» **What this task involves**: Take the line containing "pub mod model;" in the listing below and copy it, along with every line after it, without alteration.

» **Given information**:
======

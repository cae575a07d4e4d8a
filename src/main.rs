mod action;
mod app;
mod cli;
mod components;
mod config;
mod connector;
mod diff;
mod event;
mod frame;
mod highlight;
mod logging;
mod state;
mod sync;
mod theme;
mod tui;

use anyhow::Result;
use clap::Parser;

use crate::app::{App, Source};
use crate::cli::Cli;
use crate::highlight::resolve_grammar;

fn install_panic_hook() {
    let default_hook = std::panic::take_hook();
    std::panic::set_hook(Box::new(move |panic_info| {
        // Best-effort terminal restore so the user gets their shell back
        let _ = tui::restore();
        default_hook(panic_info);
    }));
}

#[tokio::main]
async fn main() -> Result<()> {
    color_eyre::install().ok();
    install_panic_hook();

    let cli = Cli::parse();
    let _log_guard = logging::init(cli.log_file.as_deref())?;

    // Load config, apply CLI overrides (CLI wins)
    let mut config = config::load_config();
    if let Some(ref theme_name) = cli.theme {
        config.set_theme(theme_name);
    }
    if let Some(marker) = cli.marker {
        config.marker = marker.into();
    }
    if cli.no_connectors {
        config.connectors = false;
    }
    if let Some(cells) = cli.max_cells {
        config.max_table_cells = cells.max(1);
    }

    let original = Source::new(cli.original);
    let modified = Source::new(cli.modified);
    if original.is_stdin() && modified.is_stdin() {
        eprintln!("twindiff: only one of the two inputs can be `-`");
        std::process::exit(2);
    }
    let named = if modified.is_stdin() { &original } else { &modified };
    let grammar = resolve_grammar(cli.language.as_deref(), named.path());

    // Read both inputs before the terminal switches to raw mode
    let mut app = App::new(original, modified, grammar, config)?;

    let mut terminal = tui::init()?;
    let result = app.run(&mut terminal).await;
    tui::restore()?;

    if let Err(ref e) = result {
        tracing::error!("exited with error: {e:#}");
        eprintln!("twindiff: {e:#}");
    }

    result
}
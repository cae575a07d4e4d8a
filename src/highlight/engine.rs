use std::collections::HashMap;

use tree_sitter_highlight::{HighlightConfiguration, HighlightEvent, Highlighter};

use super::languages::language_entries;
use super::markup::{HighlightClass, Markup};
use super::theme::{class_for_highlight, highlight_names_vec};
use super::Highlight;

/// Tree-sitter backed highlighter for the bundled grammars.
pub struct HighlightEngine {
    configs: HashMap<&'static str, HighlightConfiguration>,
}

impl HighlightEngine {
    pub fn new() -> Self {
        let highlight_names = highlight_names_vec();
        let mut configs = HashMap::new();

        for entry in language_entries() {
            match entry.config(&highlight_names) {
                Ok(config) => {
                    configs.insert(entry.name, config);
                }
                Err(e) => tracing::warn!(grammar = entry.name, error = %e, "grammar unavailable"),
            }
        }

        Self { configs }
    }

    pub fn supports(&self, grammar: &str) -> bool {
        self.configs.contains_key(grammar)
    }
}

impl Highlight for HighlightEngine {
    fn highlight(&self, line: &str, grammar: &str) -> Markup {
        self.highlight_document(&[line], grammar)
            .pop()
            .unwrap_or_else(|| Markup::plain(line))
    }

    /// Highlights the whole document in one parse so multi-line constructs
    /// (block comments, strings) classify correctly, then splits per line.
    fn highlight_document(&self, lines: &[&str], grammar: &str) -> Vec<Markup> {
        let plain = || lines.iter().map(|l| Markup::plain(l)).collect::<Vec<_>>();

        let Some(config) = self.configs.get(grammar) else {
            return plain();
        };

        let source = lines.join("\n");
        let mut line_starts = Vec::with_capacity(lines.len());
        let mut offset = 0;
        for line in lines {
            line_starts.push(offset);
            offset += line.len() + 1;
        }

        let mut highlighter = Highlighter::new();
        let events = match highlighter.highlight(config, source.as_bytes(), None, |_| None) {
            Ok(events) => events,
            Err(e) => {
                tracing::debug!(grammar, error = %e, "highlight failed, using plain text");
                return plain();
            }
        };

        let mut result = vec![Markup::default(); lines.len()];
        let mut stack: Vec<Option<HighlightClass>> = Vec::new();

        for event in events {
            match event {
                Ok(HighlightEvent::Source { start, end }) => {
                    let class = stack.last().copied().flatten();
                    add_spans_for_range(&source, lines, &line_starts, &mut result, start, end, class);
                }
                Ok(HighlightEvent::HighlightStart(highlight)) => {
                    stack.push(class_for_highlight(highlight.0));
                }
                Ok(HighlightEvent::HighlightEnd) => {
                    stack.pop();
                }
                Err(e) => {
                    tracing::debug!(grammar, error = %e, "highlight aborted, using plain text");
                    return plain();
                }
            }
        }

        result
    }
}

/// Split a byte range of the joined document across line boundaries and
/// append the pieces to each line's markup.
fn add_spans_for_range(
    source: &str,
    lines: &[&str],
    line_starts: &[usize],
    result: &mut [Markup],
    start: usize,
    end: usize,
    class: Option<HighlightClass>,
) {
    let mut pos = start;
    while pos < end {
        let idx = line_starts.partition_point(|&s| s <= pos).saturating_sub(1);
        let (Some(&line_start), Some(line)) = (line_starts.get(idx), lines.get(idx)) else {
            return;
        };
        let line_end = line_start + line.len();
        let seg_end = end.min(line_end);

        if pos < seg_end {
            if let (Some(text), Some(markup)) = (source.get(pos..seg_end), result.get_mut(idx)) {
                markup.push(text, class);
            }
        }

        // Skip the joining newline
        pos = line_end + 1;
    }
}
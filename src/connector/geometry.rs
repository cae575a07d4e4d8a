use crate::diff::{BlockKind, ChangeBlock};

/// Zero-line blocks are drawn this many lines tall so they stay visible.
pub const MIN_BLOCK_LINES: f64 = 0.5;

#[derive(Debug, Clone, Copy, PartialEq)]
pub struct Point {
    pub x: f64,
    pub y: f64,
}

#[derive(Debug, Clone, Copy, PartialEq)]
pub struct CubicBezier {
    pub p0: Point,
    pub p1: Point,
    pub p2: Point,
    pub p3: Point,
}

impl CubicBezier {
    /// Horizontal S-curve from `(x0, y0)` to `(x1, y1)` whose control points
    /// sit on the vertical line `x = mid_x`.
    pub fn s_curve(x0: f64, y0: f64, x1: f64, y1: f64, mid_x: f64) -> Self {
        Self {
            p0: Point { x: x0, y: y0 },
            p1: Point { x: mid_x, y: y0 },
            p2: Point { x: mid_x, y: y1 },
            p3: Point { x: x1, y: y1 },
        }
    }

    pub fn at(&self, t: f64) -> Point {
        let u = 1.0 - t;
        let (a, b, c, d) = (u * u * u, 3.0 * u * u * t, 3.0 * u * t * t, t * t * t);
        Point {
            x: a * self.p0.x + b * self.p1.x + c * self.p2.x + d * self.p3.x,
            y: a * self.p0.y + b * self.p1.y + c * self.p2.y + d * self.p3.y,
        }
    }
}

/// Closed connector shape: the top edge runs left to right, the bottom edge
/// runs back right to left, and straight verticals close both ends.
#[derive(Debug, Clone, Copy, PartialEq)]
pub struct Band {
    pub top: CubicBezier,
    pub bottom: CubicBezier,
    pub kind: BlockKind,
}

impl Band {
    /// Vertical cross-section at curve parameter `t` measured along the top
    /// edge. Both edges share control x-coordinates, so the bottom edge at
    /// `1 - t` lies at the same x.
    pub fn span_at(&self, t: f64) -> (f64, f64, f64) {
        let top = self.top.at(t);
        let bottom = self.bottom.at(1.0 - t);
        (top.x, top.y.min(bottom.y), top.y.max(bottom.y))
    }
}

/// Inputs for one connector repaint, all in gutter cell units.
#[derive(Debug, Clone, Copy, PartialEq)]
pub struct ConnectorScene<'a> {
    pub blocks: &'a [ChangeBlock],
    pub width: f64,
    pub height: f64,
    pub line_height: f64,
    pub left_scroll: f64,
    pub right_scroll: f64,
    /// Top of each pane's content area relative to the gutter top.
    pub left_offset: f64,
    pub right_offset: f64,
    /// Rows above this are header; nothing is drawn there.
    pub clip_top: f64,
    /// Rows at or below this are footer; nothing is drawn there.
    pub clip_bottom: f64,
}

/// Top and bottom y of a block's extent on one pane.
pub fn block_span(
    offset: f64,
    start: usize,
    count: usize,
    scroll: f64,
    line_height: f64,
) -> (f64, f64) {
    let top = offset + start as f64 * line_height - scroll;
    let bottom = offset + (start as f64 + (count as f64).max(MIN_BLOCK_LINES)) * line_height - scroll;
    (top, bottom)
}

fn outside(span: (f64, f64), clip_top: f64, clip_bottom: f64) -> bool {
    span.1 <= clip_top || span.0 >= clip_bottom
}

/// Build the band for a block, or `None` when both of its sides are fully
/// outside the visible content area.
pub fn band_for_block(block: &ChangeBlock, scene: &ConnectorScene<'_>) -> Option<Band> {
    let left = block_span(
        scene.left_offset,
        block.left_start,
        block.left_count,
        scene.left_scroll,
        scene.line_height,
    );
    let right = block_span(
        scene.right_offset,
        block.right_start,
        block.right_count,
        scene.right_scroll,
        scene.line_height,
    );

    if outside(left, scene.clip_top, scene.clip_bottom)
        && outside(right, scene.clip_top, scene.clip_bottom)
    {
        return None;
    }

    let mid = scene.width / 2.0;
    Some(Band {
        top: CubicBezier::s_curve(0.0, left.0, scene.width, right.0, mid),
        bottom: CubicBezier::s_curve(scene.width, right.1, 0.0, left.1, mid),
        kind: block.kind,
    })
}

#[cfg(test)]
mod tests {
    use super::*;

    fn block(ls: usize, lc: usize, rs: usize, rc: usize, kind: BlockKind) -> ChangeBlock {
        ChangeBlock {
            left_start: ls,
            left_count: lc,
            right_start: rs,
            right_count: rc,
            kind,
        }
    }

    fn scene(blocks: &[ChangeBlock], left_scroll: f64, right_scroll: f64) -> ConnectorScene<'_> {
        ConnectorScene {
            blocks,
            width: 8.0,
            height: 22.0,
            line_height: 1.0,
            left_scroll,
            right_scroll,
            left_offset: 1.0,
            right_offset: 1.0,
            clip_top: 1.0,
            clip_bottom: 21.0,
        }
    }

    #[test]
    fn test_block_span_applies_offset_and_scroll() {
        assert_eq!(block_span(1.0, 10, 3, 4.0, 1.0), (7.0, 10.0));
        assert_eq!(block_span(2.0, 5, 2, 0.0, 16.0), (82.0, 114.0));
    }

    #[test]
    fn test_zero_count_gets_sliver() {
        let (top, bottom) = block_span(0.0, 4, 0, 0.0, 1.0);
        assert_eq!(bottom - top, MIN_BLOCK_LINES);
    }

    #[test]
    fn test_curve_endpoints() {
        let c = CubicBezier::s_curve(0.0, 2.0, 8.0, 6.0, 4.0);
        assert_eq!(c.at(0.0), Point { x: 0.0, y: 2.0 });
        assert_eq!(c.at(1.0), Point { x: 8.0, y: 6.0 });
        let mid = c.at(0.5);
        assert_eq!(mid.x, 4.0);
        assert_eq!(mid.y, 4.0);
    }

    #[test]
    fn test_band_edges_share_x() {
        let blocks = [block(2, 1, 5, 3, BlockKind::Modified)];
        let s = scene(&blocks, 0.0, 0.0);
        let band = band_for_block(&blocks[0], &s).unwrap();
        for step in 0..=10 {
            let t = step as f64 / 10.0;
            let (x, y0, y1) = band.span_at(t);
            assert!((band.bottom.at(1.0 - t).x - x).abs() < 1e-9);
            assert!(y0 <= y1);
        }
        assert_eq!(band.span_at(0.0), (0.0, 3.0, 4.0));
        assert_eq!(band.span_at(1.0), (8.0, 6.0, 9.0));
    }

    #[test]
    fn test_culls_blocks_outside_viewport() {
        let blocks = [
            block(0, 2, 0, 2, BlockKind::Modified),
            block(40, 1, 45, 0, BlockKind::Removed),
            block(10, 0, 12, 4, BlockKind::Added),
        ];
        let s = scene(&blocks, 30.0, 30.0);
        // Scrolled past the first block on both sides.
        assert!(band_for_block(&blocks[0], &s).is_none());
        // Still on screen.
        assert!(band_for_block(&blocks[1], &s).is_some());
        // Above the viewport on both sides.
        assert!(band_for_block(&blocks[2], &s).is_none());
    }

    #[test]
    fn test_one_visible_side_keeps_band() {
        let blocks = [block(5, 1, 80, 1, BlockKind::Modified)];
        let s = scene(&blocks, 0.0, 0.0);
        assert!(band_for_block(&blocks[0], &s).is_some());
    }
}
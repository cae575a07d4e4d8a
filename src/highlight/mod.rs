mod engine;
pub mod languages;
pub mod markup;
pub mod theme;

pub use engine::HighlightEngine;
pub use languages::resolve_grammar;
pub use markup::{HighlightClass, Markup, MarkupSpan};

/// Line highlighter consumed by the diff engine.
///
/// Implementations must never fail: an unknown grammar yields
/// [`Markup::plain`] of the input.
pub trait Highlight {
    fn highlight(&self, line: &str, grammar: &str) -> Markup;

    /// Highlight a whole document. The default highlights line by line;
    /// implementations that benefit from full-document context override it.
    /// The result always has one entry per input line.
    fn highlight_document(&self, lines: &[&str], grammar: &str) -> Vec<Markup> {
        lines.iter().map(|l| self.highlight(l, grammar)).collect()
    }
}

/// Highlighter that never classifies anything.
pub struct PlainHighlighter;

impl Highlight for PlainHighlighter {
    fn highlight(&self, line: &str, _grammar: &str) -> Markup {
        Markup::plain(line)
    }
}
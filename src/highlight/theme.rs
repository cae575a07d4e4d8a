use super::markup::HighlightClass;

/// All recognized highlight capture names, in order.
/// The index into this array corresponds to the Highlight ID returned by tree-sitter.
pub const HIGHLIGHT_NAMES: &[&str] = &[
    "attribute",
    "comment",
    "constant",
    "constant.builtin",
    "constructor",
    "escape",
    "function",
    "function.builtin",
    "function.method",
    "keyword",
    "label",
    "number",
    "operator",
    "property",
    "punctuation",
    "punctuation.bracket",
    "punctuation.delimiter",
    "punctuation.special",
    "string",
    "string.special",
    "tag",
    "type",
    "type.builtin",
    "variable",
    "variable.builtin",
    "variable.parameter",
];

pub fn highlight_names_vec() -> Vec<String> {
    HIGHLIGHT_NAMES.iter().map(|s| s.to_string()).collect()
}

/// Map a tree-sitter highlight index to a markup class.
pub fn class_for_highlight(idx: usize) -> Option<HighlightClass> {
    let name = HIGHLIGHT_NAMES.get(idx).copied()?;
    let class = match name {
        "comment" => HighlightClass::Comment,
        "keyword" => HighlightClass::Keyword,
        "string" | "string.special" | "escape" => HighlightClass::String,
        "number" => HighlightClass::Number,
        "constant" | "constant.builtin" => HighlightClass::Constant,
        "function" | "function.builtin" | "function.method" => HighlightClass::Function,
        "type" | "type.builtin" | "constructor" => HighlightClass::Type,
        "variable" | "variable.builtin" | "variable.parameter" => HighlightClass::Variable,
        "operator" => HighlightClass::Operator,
        "property" | "label" => HighlightClass::Property,
        "attribute" => HighlightClass::Attribute,
        "tag" => HighlightClass::Tag,
        "punctuation" | "punctuation.bracket" | "punctuation.delimiter" | "punctuation.special" => {
            HighlightClass::Punctuation
        }
        _ => return None,
    };
    Some(class)
}
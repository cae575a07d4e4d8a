use std::sync::Arc;
use unicode_width::UnicodeWidthStr;

use crate::diff::DiffModel;
use crate::theme::Theme;

use super::hunk_state::HunkNavigator;
use super::pane_state::{PanePair, Side};

pub struct AppState {
    pub model: Arc<DiffModel>,
    pub panes: PanePair,
    pub focus: Side,
    pub hunks: HunkNavigator,
    pub theme: Theme,
    pub left_title: String,
    pub right_title: String,
    pub grammar: String,
    /// Widest line on each side, in display columns. Drives horizontal scroll range.
    pub max_width: (usize, usize),
    pub connectors_enabled: bool,
    pub show_hints: bool,
    pub should_quit: bool,
    pub status_message: Option<(String, bool)>, // (message, is_error)
}

impl AppState {
    pub fn new(model: Arc<DiffModel>, theme: Theme, grammar: String) -> Self {
        Self {
            hunks: HunkNavigator::new(&model),
            max_width: widest_lines(&model),
            model,
            panes: PanePair::new(),
            focus: Side::Right,
            theme,
            left_title: String::new(),
            right_title: String::new(),
            grammar,
            connectors_enabled: true,
            show_hints: false,
            should_quit: false,
            status_message: None,
        }
    }

    /// Install a freshly computed model. Hunks are rebuilt; scroll offsets are
    /// kept and re-clamped on the next layout pass.
    pub fn set_model(&mut self, model: Arc<DiffModel>) {
        self.hunks = HunkNavigator::new(&model);
        self.max_width = widest_lines(&model);
        self.model = model;
    }

    pub fn max_width(&self, side: Side) -> usize {
        match side {
            Side::Left => self.max_width.0,
            Side::Right => self.max_width.1,
        }
    }

    /// Line-number column width for the pane, without the marker column.
    pub fn number_width(&self, side: Side) -> usize {
        let count = self.model.lines(side.is_left()).len();
        count.max(1).to_string().len()
    }
}

fn widest_lines(model: &DiffModel) -> (usize, usize) {
    let widest = |left: bool| {
        model
            .lines(left)
            .iter()
            .map(|l| l.markup.spans().iter().map(|s| s.text.width()).sum::<usize>())
            .max()
            .unwrap_or(0)
    };
    (widest(true), widest(false))
}
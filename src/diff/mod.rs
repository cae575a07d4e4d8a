mod cache;
mod engine;
pub mod model;

pub use cache::DiffCache;
pub use engine::{compute_diff, split_lines, DiffOptions, DEFAULT_MAX_TABLE_CELLS};
pub use model::{
    AlignmentPoint, BlockKind, ChangeBlock, DiffAlgorithm, DiffModel, DiffStats, Line, LineKind,
};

======

» **Written solution**:
pub mod model;

pub use cache::DiffCache;
pub use engine::{compute_diff, split_lines, DiffOptions, DEFAULT_MAX_TABLE_CELLS};
pub use model::{
    AlignmentPoint, BlockKind, ChangeBlock, DiffAlgorithm, DiffModel, DiffStats, Line, LineKind,
};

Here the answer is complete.